The PSI identified appellant as a twenty-two-year-old Hispanic male, and it
identified his co-defendant as Darius Williams. 2 The PSI provided that appellant
had obtained a high school diploma and had briefly attended community college.
Appellant also had a brief employment history.
1
See TEX. PENAL CODE ANN. § 29.03(a)(2) (Vernon 2011).
2
Williams admitted to and was charged with one count of aggravated robbery
relating to the June 1, 2012 robbery of a Cricket Wireless store. The case against
Williams was still pending at the time appellant was sentenced.
2
The PSI also recounted events relating to the charges against appellant.
According to the PSI, Sha’De Jones reported the aggravated robbery of her black
Kia SUV at approximately 6:46 p.m. on April 28, 2012. She informed police that
the robber was a Hispanic male, armed with a gun, who approached her car and
told her that he needed her vehicle “to go do something.” During the April 28,
2012 Cricket store robbery, surveillance cameras recorded two men wearing ski
masks, one Hispanic male and one black male, leaving in a vehicle matching the
description of Jones’s stolen SUV. This led officers to suspect that the robbery of
Jones’s SUV and the robbery of the Cricket store were related.

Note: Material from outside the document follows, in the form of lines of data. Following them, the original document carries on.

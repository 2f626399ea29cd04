//! Storage contracts for the FDO server roles.
//!
//! The protocol responders are stateless across requests; everything
//! mutable lives behind these traits:
//!
//! - [`SessionStore`]: one state row per bearer token, TTL-bound
//! - [`VoucherStore`]: exact voucher bytes per GUID, linearizable updates
//! - [`RvBlobStore`]: at most one owner redirect per GUID, TTL-bound,
//!   atomic replace
//!
//! In-memory implementations live in [`memory`].

#![forbid(unsafe_code)]
#![warn(clippy::all, clippy::pedantic, clippy::nursery)]
#![allow(clippy::module_name_repetitions)]

pub mod error;
pub mod memory;
pub mod session;

use async_trait::async_trait;
use chrono::{DateTime, Utc};

use fdo_protocol::guid::Guid;

pub use error::StoreError;
pub use memory::{
    DEFAULT_SESSION_TTL_SECS, MemoryRvBlobStore, MemorySessionStore, MemoryVoucherStore,
};
pub use session::{
    DiSession, PendingKv, SessionState, SessionToken, To0Session, To1Session, To2Phase,
    To2Session,
};

/// Mutator run under the exclusive voucher-row lock.
pub type VoucherUpdate<'a> = &'a mut (dyn FnMut(&mut Vec<u8>) -> Result<(), StoreError> + Send);

/// Per-token session state.
#[async_trait]
pub trait SessionStore: Send + Sync {
    /// Mint a globally unique token.
    ///
    /// # Errors
    /// Returns a backend error on failure.
    async fn new_token(&self) -> Result<SessionToken, StoreError>;

    /// Load the state for a token.
    ///
    /// # Errors
    /// Returns `NotFound` for unknown or expired tokens.
    async fn get(&self, token: &SessionToken) -> Result<SessionState, StoreError>;

    /// Atomically replace the state for a token, refreshing its TTL.
    ///
    /// # Errors
    /// Returns a backend error on failure.
    async fn put(&self, token: &SessionToken, state: SessionState) -> Result<(), StoreError>;

    /// Remove a session. Idempotent.
    ///
    /// # Errors
    /// Returns a backend error on failure.
    async fn delete(&self, token: &SessionToken) -> Result<(), StoreError>;
}

/// Voucher rows: exact bytes as received or extended, never re-serialized
/// by the store.
#[async_trait]
pub trait VoucherStore: Send + Sync {
    /// Insert or replace the voucher for a GUID.
    ///
    /// # Errors
    /// Returns a backend error on failure.
    async fn insert(&self, guid: Guid, voucher_bytes: Vec<u8>) -> Result<(), StoreError>;

    /// Read a voucher's bytes.
    ///
    /// # Errors
    /// Returns `NotFound` for unknown GUIDs.
    async fn get(&self, guid: &Guid) -> Result<Vec<u8>, StoreError>;

    /// Run `update` while holding the row exclusively; writes are
    /// linearizable per GUID.
    ///
    /// # Errors
    /// Returns `NotFound` for unknown GUIDs, or the update's error.
    async fn with_voucher(&self, guid: &Guid, update: VoucherUpdate<'_>)
    -> Result<(), StoreError>;

    /// Remove a voucher row.
    ///
    /// # Errors
    /// Returns `NotFound` for unknown GUIDs.
    async fn remove(&self, guid: &Guid) -> Result<(), StoreError>;

    /// All stored GUIDs.
    async fn list(&self) -> Vec<Guid>;
}

/// An owner redirect published through TO0.
#[derive(Debug, Clone)]
pub struct RvBlob {
    /// The owner-signed `to1d` token, exact bytes.
    pub to1d: Vec<u8>,
    /// Device certificate chain from the voucher, leaf first; TO1 uses
    /// the leaf key to authenticate the device.
    pub device_cert_chain: Vec<Vec<u8>>,
    /// Expiry instant derived from `waitSeconds`.
    pub expires_at: DateTime<Utc>,
}

/// Owner rendezvous blobs: at most one per GUID.
#[async_trait]
pub trait RvBlobStore: Send + Sync {
    /// Atomically replace the blob for a GUID.
    ///
    /// # Errors
    /// Returns a backend error on failure.
    async fn put_rv_blob(&self, guid: Guid, blob: RvBlob) -> Result<(), StoreError>;

    /// Read the blob for a GUID.
    ///
    /// # Errors
    /// Returns `NotFound` when absent or expired.
    async fn get_rv_blob(&self, guid: &Guid) -> Result<RvBlob, StoreError>;
}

Sha’De Jones’s father, Roderick Jones, arrived to check on his daughter after
she told him she had been robbed. Roderick Jones drove around the area and
located his daughter’s SUV. He observed a Hispanic male and two black males
near his daughter’s SUV. Jones told police that the Hispanic male drove the SUV
to an apartment complex where he abandoned it, and police later found the vehicle.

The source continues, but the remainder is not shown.